5. Verlust an Muskelmasse
Schilddrüsenhormone sind essenziell für den Muskelerhalt. Ein Mangel begünstigt Muskelabbau. Weniger Muskelmasse bedeutet automatisch einen niedrigeren Energieverbrauch – ein oft unterschätzter Teufelskreis.
Warum klassische Diäten bei Hashimoto oft scheitern
Viele Betroffene reagieren mit Kalorienreduktion oder restriktiven Diäten. Kurzfristig kann das Gewicht sinken, langfristig verschlechtert sich jedoch häufig die Stoffwechsellage:
weiterer Abfall des Grundumsatzes
Stresshormonanstieg (Cortisol)
verstärkte T4-zu-rT3-Umwandlung
Heißhunger und Erschöpfung
Das Problem ist nicht fehlende Disziplin, sondern eine physiologisch veränderte Stoffwechsellage.
Was den Stoffwechsel bei Hashimoto wirklich unterstützt
1. Optimale Schilddrüseneinstellung
Nicht nur der TSH-Wert ist entscheidend, sondern das Zusammenspiel aus TSH, freiem T4, freiem T3 und klinischen Symptomen.

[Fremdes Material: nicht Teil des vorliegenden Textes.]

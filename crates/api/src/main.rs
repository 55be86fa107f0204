//! AIGC API Server

use std::net::SocketAddr;

use aigc_api::{create_router, AppState, Config};
use aigc_shared::{create_pool, run_migrations};
use axum::http::{header, HeaderName, HeaderValue, Method};
use tower_http::cors::{AllowOrigin, CorsLayer};
use tower_http::trace::TraceLayer;
use tracing_subscriber::{layer::SubscriberExt, util::SubscriberInitExt};

#[tokio::main]
async fn main() -> anyhow::Result<()> {
    // Load .env file if present
    dotenvy::dotenv().ok();

    tracing_subscriber::registry()
        .with(
            tracing_subscriber::EnvFilter::try_from_default_env()
                .unwrap_or_else(|_| "info,aigc_api=debug,aigc_tasks=debug".into()),
        )
        .with(tracing_subscriber::fmt::layer())
        .init();

    tracing::info!("Starting AIGC API Server v{}", env!("CARGO_PKG_VERSION"));

    let config = Config::from_env()?;
    tracing::info!("Configuration loaded");

    let pool = create_pool(&config.database_url).await?;
    run_migrations(&pool).await?;

    let state = AppState::new(pool, config.clone())?;

    let allowed_origins: Vec<HeaderValue> = config
        .cors_allowed_origins
        .iter()
        .filter_map(|origin| match origin.parse::<HeaderValue>() {
            Ok(value) => Some(value),
            Err(_) => {
                tracing::warn!(origin = %origin, "Skipping unparseable CORS origin");
                None
            }
        })
        .collect();
    tracing::info!(
        allowed_origins = ?allowed_origins,
        "CORS configured with {} allowed origins",
        allowed_origins.len()
    );

    let cors = CorsLayer::new()
        .allow_origin(AllowOrigin::list(allowed_origins))
        .allow_methods([Method::GET, Method::POST, Method::OPTIONS])
        .allow_headers([
            header::CONTENT_TYPE,
            header::ACCEPT,
            HeaderName::from_static("x-user-id"),
        ])
        .expose_headers([header::CONTENT_TYPE]);

    let app = create_router(state)
        .layer(cors)
        .layer(TraceLayer::new_for_http());

    let addr: SocketAddr = config.bind_address.parse()?;
    tracing::info!("Starting server on {}", addr);

    let listener = tokio::net::TcpListener::bind(addr).await?;
    axum::serve(listener, app).await?;

    Ok(())
}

2. Entzündungsarme, bedarfsgerechte Ernährung
Eine individuell angepasste Ernährung kann Entzündungsmarker senken, die Insulinsensitivität verbessern und die Stoffwechselaktivität unterstützen.
3. Ausreichende Proteinversorgung
Eiweiß ist zentral für den Muskelerhalt, die Thermogenese und einen stabilen Blutzucker. Gerade bei Hashimoto ist eine bedarfsgerechte Proteinzufuhr essenziell.
4. Mikronährstoffe mit Stoffwechselrelevanz
Bestimmte Nährstoffe sind für Schilddrüsenfunktion und Hormonumwandlung unerlässlich, darunter Selen, Zink, Eisen, Vitamin D, Magnesium, Coenzym Q10 und Omega-3-Fettsäuren. Mängel können den Stoffwechsel zusätzlich bremsen.
5. Stressmanagement
Chronischer Stress wirkt direkt hemmend auf die Schilddrüsenhormonwirkung und fördert die Bildung von rT3. Ein nachhaltiger Stoffwechsel ist ohne Stressregulation kaum möglich.
Fazit: Hashimoto ist kein Willensproblem, sondern ein Stoffwechselthema
Hashimoto verändert den Stoffwechsel auf mehreren Ebenen gleichzeitig: hormonell, entzündlich und energetisch. Gewichtszunahme und Abnehmblockaden sind keine persönliche Schwäche, sondern die logische Folge einer komplexen physiologischen Situation. Mit einer fundierten Diagnostik, gezielter Ernährung, angepasster Bewegung und Stressreduktion lässt sich der Stoffwechsel jedoch nachhaltig stabilisieren – ohne radikale Diäten oder ständigen Kampf gegen den eigenen Körper.